→ **EXERCISE INSTRUCTIONS**: Repeat exactly, please, the opening lines of the data below, through and including the line where "pub fn open(db_path: &Path)" sits.
:: DATA LISTING ::
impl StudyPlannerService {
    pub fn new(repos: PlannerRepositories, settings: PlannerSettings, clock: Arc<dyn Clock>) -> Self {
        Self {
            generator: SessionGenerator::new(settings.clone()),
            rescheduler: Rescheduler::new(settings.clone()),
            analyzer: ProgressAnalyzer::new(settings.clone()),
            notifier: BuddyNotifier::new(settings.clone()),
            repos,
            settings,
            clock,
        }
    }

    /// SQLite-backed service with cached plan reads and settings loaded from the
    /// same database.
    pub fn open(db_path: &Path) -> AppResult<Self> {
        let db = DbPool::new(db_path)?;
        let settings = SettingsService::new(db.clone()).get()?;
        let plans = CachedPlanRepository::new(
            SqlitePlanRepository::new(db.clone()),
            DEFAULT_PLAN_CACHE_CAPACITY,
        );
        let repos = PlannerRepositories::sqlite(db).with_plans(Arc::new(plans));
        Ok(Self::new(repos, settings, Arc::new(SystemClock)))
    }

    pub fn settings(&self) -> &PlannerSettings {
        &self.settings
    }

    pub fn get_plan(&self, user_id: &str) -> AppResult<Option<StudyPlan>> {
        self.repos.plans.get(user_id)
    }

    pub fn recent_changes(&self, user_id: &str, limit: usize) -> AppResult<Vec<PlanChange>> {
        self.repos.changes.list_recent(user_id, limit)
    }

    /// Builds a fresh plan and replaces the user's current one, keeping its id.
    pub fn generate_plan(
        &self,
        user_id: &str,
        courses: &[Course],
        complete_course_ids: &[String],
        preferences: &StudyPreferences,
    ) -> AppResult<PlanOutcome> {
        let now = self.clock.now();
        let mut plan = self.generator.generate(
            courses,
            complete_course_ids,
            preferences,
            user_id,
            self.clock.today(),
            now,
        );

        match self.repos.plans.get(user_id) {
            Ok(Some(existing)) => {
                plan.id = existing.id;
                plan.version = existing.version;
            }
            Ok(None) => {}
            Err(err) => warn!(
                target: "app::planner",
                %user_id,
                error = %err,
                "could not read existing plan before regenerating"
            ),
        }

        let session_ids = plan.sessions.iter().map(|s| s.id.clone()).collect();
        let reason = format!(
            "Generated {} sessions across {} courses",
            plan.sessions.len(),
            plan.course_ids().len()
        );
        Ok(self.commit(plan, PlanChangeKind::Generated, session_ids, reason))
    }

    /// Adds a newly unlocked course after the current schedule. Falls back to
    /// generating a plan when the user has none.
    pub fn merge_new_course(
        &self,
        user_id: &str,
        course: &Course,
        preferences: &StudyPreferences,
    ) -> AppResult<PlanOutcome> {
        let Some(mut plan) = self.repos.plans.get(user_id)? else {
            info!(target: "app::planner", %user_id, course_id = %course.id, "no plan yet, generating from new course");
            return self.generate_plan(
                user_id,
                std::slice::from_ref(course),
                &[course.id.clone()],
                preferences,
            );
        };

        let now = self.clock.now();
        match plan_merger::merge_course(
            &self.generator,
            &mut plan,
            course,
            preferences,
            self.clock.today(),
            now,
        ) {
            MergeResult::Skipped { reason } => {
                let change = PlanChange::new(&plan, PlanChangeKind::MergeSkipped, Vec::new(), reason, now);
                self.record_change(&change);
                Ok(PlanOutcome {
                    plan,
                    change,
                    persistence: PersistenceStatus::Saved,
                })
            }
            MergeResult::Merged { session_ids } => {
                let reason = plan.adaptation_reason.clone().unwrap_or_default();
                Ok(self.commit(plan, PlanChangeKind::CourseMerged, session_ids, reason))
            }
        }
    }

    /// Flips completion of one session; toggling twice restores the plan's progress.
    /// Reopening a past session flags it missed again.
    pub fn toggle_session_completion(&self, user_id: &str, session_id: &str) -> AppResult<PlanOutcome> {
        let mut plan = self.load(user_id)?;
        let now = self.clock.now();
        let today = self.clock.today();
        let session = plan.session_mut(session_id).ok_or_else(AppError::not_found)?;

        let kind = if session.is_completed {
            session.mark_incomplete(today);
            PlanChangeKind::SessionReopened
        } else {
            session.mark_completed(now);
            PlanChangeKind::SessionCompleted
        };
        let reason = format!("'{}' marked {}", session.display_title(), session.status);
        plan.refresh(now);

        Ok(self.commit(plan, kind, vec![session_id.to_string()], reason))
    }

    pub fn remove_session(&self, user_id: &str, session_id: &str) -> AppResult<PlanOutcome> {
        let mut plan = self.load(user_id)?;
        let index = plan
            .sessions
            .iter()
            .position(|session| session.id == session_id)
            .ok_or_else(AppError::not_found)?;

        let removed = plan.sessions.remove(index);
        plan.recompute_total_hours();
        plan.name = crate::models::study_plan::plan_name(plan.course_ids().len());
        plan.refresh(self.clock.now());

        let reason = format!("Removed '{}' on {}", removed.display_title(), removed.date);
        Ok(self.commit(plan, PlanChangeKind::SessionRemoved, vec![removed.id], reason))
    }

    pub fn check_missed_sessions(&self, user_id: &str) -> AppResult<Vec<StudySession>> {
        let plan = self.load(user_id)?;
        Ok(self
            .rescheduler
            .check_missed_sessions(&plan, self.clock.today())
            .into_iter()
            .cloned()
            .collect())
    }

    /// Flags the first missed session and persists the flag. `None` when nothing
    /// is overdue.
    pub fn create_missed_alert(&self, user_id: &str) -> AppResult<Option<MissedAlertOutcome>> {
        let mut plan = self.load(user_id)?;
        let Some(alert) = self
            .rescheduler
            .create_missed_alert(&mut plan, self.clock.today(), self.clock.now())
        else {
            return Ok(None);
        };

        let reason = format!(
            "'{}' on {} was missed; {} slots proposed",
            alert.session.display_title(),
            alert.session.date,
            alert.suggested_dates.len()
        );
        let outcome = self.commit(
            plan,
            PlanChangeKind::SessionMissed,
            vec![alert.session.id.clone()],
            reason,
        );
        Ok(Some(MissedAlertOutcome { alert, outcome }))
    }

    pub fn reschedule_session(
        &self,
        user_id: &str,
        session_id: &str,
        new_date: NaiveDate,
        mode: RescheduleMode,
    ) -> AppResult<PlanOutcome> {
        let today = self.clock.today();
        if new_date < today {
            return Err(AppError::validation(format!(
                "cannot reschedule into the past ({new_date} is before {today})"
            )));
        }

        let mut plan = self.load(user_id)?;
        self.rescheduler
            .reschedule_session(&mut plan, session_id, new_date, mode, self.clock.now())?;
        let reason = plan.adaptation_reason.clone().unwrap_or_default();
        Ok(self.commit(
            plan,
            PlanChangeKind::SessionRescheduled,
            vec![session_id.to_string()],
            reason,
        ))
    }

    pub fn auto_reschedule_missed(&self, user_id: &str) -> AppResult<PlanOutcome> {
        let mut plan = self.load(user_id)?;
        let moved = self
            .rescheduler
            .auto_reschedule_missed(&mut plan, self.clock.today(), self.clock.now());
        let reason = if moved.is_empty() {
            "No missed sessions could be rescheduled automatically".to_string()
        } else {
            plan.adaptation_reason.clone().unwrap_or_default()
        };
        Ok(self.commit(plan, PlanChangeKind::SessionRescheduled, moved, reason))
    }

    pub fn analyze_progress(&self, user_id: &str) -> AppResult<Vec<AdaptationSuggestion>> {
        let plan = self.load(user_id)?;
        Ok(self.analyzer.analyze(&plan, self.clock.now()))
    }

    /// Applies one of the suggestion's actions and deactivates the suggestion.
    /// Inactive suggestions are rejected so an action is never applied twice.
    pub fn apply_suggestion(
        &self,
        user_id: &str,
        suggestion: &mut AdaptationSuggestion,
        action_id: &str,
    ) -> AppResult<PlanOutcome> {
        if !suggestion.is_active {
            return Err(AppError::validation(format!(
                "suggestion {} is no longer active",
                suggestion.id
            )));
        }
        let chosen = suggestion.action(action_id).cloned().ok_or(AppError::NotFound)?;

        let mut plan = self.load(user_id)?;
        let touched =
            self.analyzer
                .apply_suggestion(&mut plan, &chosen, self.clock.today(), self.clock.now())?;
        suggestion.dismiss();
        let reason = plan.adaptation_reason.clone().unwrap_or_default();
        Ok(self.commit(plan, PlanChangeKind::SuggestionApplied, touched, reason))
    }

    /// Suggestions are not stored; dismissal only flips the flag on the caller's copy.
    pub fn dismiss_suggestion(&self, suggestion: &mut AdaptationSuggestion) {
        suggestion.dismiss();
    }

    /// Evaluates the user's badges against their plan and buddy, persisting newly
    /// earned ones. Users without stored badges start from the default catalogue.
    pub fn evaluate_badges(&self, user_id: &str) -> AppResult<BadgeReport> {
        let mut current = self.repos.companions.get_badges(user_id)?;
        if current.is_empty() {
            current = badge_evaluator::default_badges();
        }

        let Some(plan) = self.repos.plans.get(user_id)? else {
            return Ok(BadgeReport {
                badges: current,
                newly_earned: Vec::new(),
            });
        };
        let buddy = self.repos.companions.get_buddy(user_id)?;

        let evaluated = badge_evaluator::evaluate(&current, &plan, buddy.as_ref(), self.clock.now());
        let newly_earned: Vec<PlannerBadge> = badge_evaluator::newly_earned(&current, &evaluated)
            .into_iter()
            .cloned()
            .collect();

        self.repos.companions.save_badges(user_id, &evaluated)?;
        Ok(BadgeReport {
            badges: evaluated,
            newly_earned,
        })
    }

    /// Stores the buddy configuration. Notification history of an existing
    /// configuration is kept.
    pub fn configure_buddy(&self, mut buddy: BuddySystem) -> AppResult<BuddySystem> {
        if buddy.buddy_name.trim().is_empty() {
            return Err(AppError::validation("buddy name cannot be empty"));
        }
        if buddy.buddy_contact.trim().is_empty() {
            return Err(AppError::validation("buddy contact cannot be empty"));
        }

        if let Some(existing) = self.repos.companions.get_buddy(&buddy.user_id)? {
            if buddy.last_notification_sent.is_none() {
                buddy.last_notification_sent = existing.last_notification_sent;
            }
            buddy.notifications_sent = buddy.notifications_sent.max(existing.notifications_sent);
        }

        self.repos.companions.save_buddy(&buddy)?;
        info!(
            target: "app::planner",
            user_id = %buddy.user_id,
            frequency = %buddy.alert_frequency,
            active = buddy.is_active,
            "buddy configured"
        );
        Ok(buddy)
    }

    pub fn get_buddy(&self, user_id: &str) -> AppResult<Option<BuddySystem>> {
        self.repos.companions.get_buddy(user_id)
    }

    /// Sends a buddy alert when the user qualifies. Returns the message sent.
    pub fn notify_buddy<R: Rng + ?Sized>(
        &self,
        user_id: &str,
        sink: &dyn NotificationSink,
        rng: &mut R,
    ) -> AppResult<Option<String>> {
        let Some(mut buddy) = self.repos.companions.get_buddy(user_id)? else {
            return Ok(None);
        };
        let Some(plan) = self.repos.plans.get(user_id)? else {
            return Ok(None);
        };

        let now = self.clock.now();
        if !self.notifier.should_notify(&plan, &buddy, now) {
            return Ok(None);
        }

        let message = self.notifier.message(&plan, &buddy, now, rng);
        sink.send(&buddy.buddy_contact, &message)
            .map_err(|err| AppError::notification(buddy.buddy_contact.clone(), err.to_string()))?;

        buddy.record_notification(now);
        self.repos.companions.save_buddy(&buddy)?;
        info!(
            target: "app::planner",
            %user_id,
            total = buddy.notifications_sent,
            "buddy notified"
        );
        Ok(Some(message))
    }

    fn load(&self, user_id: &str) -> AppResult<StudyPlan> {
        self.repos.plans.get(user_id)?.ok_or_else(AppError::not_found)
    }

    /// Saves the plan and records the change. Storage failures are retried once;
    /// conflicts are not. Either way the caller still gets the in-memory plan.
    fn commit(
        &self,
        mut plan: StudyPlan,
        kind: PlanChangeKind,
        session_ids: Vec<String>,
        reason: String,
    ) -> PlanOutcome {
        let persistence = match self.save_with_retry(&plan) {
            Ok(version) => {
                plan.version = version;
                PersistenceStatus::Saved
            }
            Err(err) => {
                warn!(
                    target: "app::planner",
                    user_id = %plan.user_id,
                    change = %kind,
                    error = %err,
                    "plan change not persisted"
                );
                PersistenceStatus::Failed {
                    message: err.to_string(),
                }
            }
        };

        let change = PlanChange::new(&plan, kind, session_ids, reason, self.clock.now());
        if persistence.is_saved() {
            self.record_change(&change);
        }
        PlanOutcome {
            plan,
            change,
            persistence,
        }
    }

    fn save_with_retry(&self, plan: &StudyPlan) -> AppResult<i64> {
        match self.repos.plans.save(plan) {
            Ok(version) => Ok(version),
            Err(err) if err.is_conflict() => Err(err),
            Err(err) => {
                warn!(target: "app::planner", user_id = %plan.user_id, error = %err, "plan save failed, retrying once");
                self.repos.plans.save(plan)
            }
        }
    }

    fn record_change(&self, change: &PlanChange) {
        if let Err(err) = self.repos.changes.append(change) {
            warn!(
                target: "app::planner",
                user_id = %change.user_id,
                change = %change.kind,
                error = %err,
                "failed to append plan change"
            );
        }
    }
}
:::
→ **RESPONSE AREA**:
impl StudyPlannerService {
    pub fn new(repos: PlannerRepositories, settings: PlannerSettings, clock: Arc<dyn Clock>) -> Self {
        Self {
            generator: SessionGenerator::new(settings.clone()),
            rescheduler: Rescheduler::new(settings.clone()),
            analyzer: ProgressAnalyzer::new(settings.clone()),
            notifier: BuddyNotifier::new(settings.clone()),
            repos,
            settings,
            clock,
        }
    }

    /// SQLite-backed service with cached plan reads and settings loaded from the
    /// same database.
    pub fn open(db_path: &Path) -> AppResult<Self> {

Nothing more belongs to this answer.